*** Begin section ***

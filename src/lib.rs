//! Blockfall (workspace facade crate).
//!
//! Re-exports the member crates under short names so binaries, tests and
//! benches can write `blockfall::core::Board` instead of depending on each
//! crate separately.

pub use blockfall_core as core;
pub use blockfall_engine as engine;
pub use blockfall_input as input;
pub use blockfall_term as term;
pub use blockfall_types as types;
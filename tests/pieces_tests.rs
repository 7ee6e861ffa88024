//! Pieces module tests - shape table and piece instance

use blockfall::core::{get_shape, shape_at, Piece};
use blockfall::types::{EngineError, PieceKind, Rotation, SPAWN_X, SPAWN_Y};

// ============== Shape Tests ==============

#[test]
fn test_i_piece_shapes() {
    let north = get_shape(PieceKind::I, Rotation::North);
    assert_eq!(north, [(0, 1), (1, 1), (2, 1), (3, 1)]);

    let east = get_shape(PieceKind::I, Rotation::East);
    assert_eq!(east, [(1, 0), (1, 1), (1, 2), (1, 3)]);

    assert_eq!(get_shape(PieceKind::I, Rotation::South), north);
    assert_eq!(get_shape(PieceKind::I, Rotation::West), east);
}

#[test]
fn test_o_piece_is_rotation_invariant() {
    let north = get_shape(PieceKind::O, Rotation::North);
    for rotation in Rotation::ALL {
        assert_eq!(get_shape(PieceKind::O, rotation), north);
    }
}

#[test]
fn test_t_piece_shapes() {
    assert_eq!(
        get_shape(PieceKind::T, Rotation::North),
        [(1, 0), (0, 1), (1, 1), (2, 1)]
    );
    assert_eq!(
        get_shape(PieceKind::T, Rotation::South),
        [(0, 1), (1, 1), (2, 1), (1, 2)]
    );
}

#[test]
fn test_every_shape_has_four_distinct_cells_in_frame() {
    for kind in PieceKind::ALL {
        for rotation in Rotation::ALL {
            let shape = get_shape(kind, rotation);
            for (i, a) in shape.iter().enumerate() {
                assert!((0..4).contains(&a.0) && (0..4).contains(&a.1));
                assert!(!shape[i + 1..].contains(a), "{kind:?} {rotation:?}");
            }
        }
    }
}

#[test]
fn test_raw_rotation_is_validated() {
    assert_eq!(
        shape_at(PieceKind::L, 2).unwrap(),
        get_shape(PieceKind::L, Rotation::South)
    );
    assert!(matches!(
        shape_at(PieceKind::L, 4),
        Err(EngineError::InvalidRotation(4))
    ));
}

// ============== Piece Tests ==============

#[test]
fn test_spawn_position() {
    let piece = Piece::spawn(PieceKind::J);
    assert_eq!((piece.x, piece.y), (SPAWN_X, SPAWN_Y));
    assert_eq!(piece.rotation, Rotation::North);
}

#[test]
fn test_from_raw_rejects_unknown_kind() {
    assert_eq!(Piece::from_raw(5, 1, 1).unwrap().kind, PieceKind::T);
    assert!(matches!(
        Piece::from_raw(7, 1, 1),
        Err(EngineError::InvalidPieceKind(7))
    ));
}

#[test]
fn test_rotation_cycles() {
    let mut piece = Piece::spawn(PieceKind::S);
    for _ in 0..4 {
        piece.rotate_cw();
    }
    assert_eq!(piece.rotation, Rotation::North);
    piece.rotate_ccw();
    assert_eq!(piece.rotation, Rotation::West);
}

#[test]
fn test_cells_follow_position() {
    let mut piece = Piece::new(PieceKind::O, 3, 4);
    assert_eq!(piece.cells(), [(3, 4), (3, 5), (4, 4), (4, 5)]);
    piece.move_by(2, -1);
    assert_eq!(piece.cells(), [(5, 3), (5, 4), (6, 3), (6, 4)]);
    piece.set_position(0, 0);
    assert_eq!(piece.cells(), get_shape(PieceKind::O, Rotation::North));
}

#[test]
fn test_copies_are_independent() {
    let original = Piece::spawn(PieceKind::Z);
    let mut copy = original;
    copy.move_by(1, 1);
    copy.rotate_cw();
    assert_eq!(original, Piece::spawn(PieceKind::Z));
    assert_ne!(copy, original);
}
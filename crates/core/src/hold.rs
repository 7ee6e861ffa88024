//! Hold slot - one swap per piece life

use serde::Serialize;

use crate::types::PieceKind;

/// Result of a hold request
#[derive(Debug, Clone, Copy, PartialEq, Eq, Serialize)]
#[serde(rename_all = "camelCase", tag = "outcome", content = "kind")]
pub enum HoldOutcome {
    /// Hold already used since the last lock; nothing changed.
    Rejected,
    /// The slot was empty; the current kind is now held and nothing comes back.
    Stored,
    /// The current kind is now held and the previously held kind comes back.
    Swapped(PieceKind),
}

#[derive(Debug, Clone, Copy, PartialEq, Eq)]
pub struct HoldSlot {
    held: Option<PieceKind>,
    can_hold: bool,
}

impl HoldSlot {
    pub fn new() -> Self {
        Self {
            held: None,
            can_hold: true,
        }
    }

    pub fn held(&self) -> Option<PieceKind> {
        self.held
    }

    pub fn can_hold(&self) -> bool {
        self.can_hold
    }

    /// Store `current`, handing back whatever was held before.
    pub fn swap(&mut self, current: PieceKind) -> HoldOutcome {
        if !self.can_hold {
            return HoldOutcome::Rejected;
        }
        self.can_hold = false;
        match self.held.replace(current) {
            Some(previous) => HoldOutcome::Swapped(previous),
            None => HoldOutcome::Stored,
        }
    }

    /// Re-arm after a piece locks.
    pub fn rearm(&mut self) {
        self.can_hold = true;
    }

    pub fn clear(&mut self) {
        *self = Self::new();
    }
}

impl Default for HoldSlot {
    fn default() -> Self {
        Self::new()
    }
}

*** End section ***

● WHAT THE TASK ASKS: Pull out the lines above in which the word "crates" appears.

● RESULT:
//! Re-exports the member crates under short names so binaries, tests and
filename crates/core/src/hold.rs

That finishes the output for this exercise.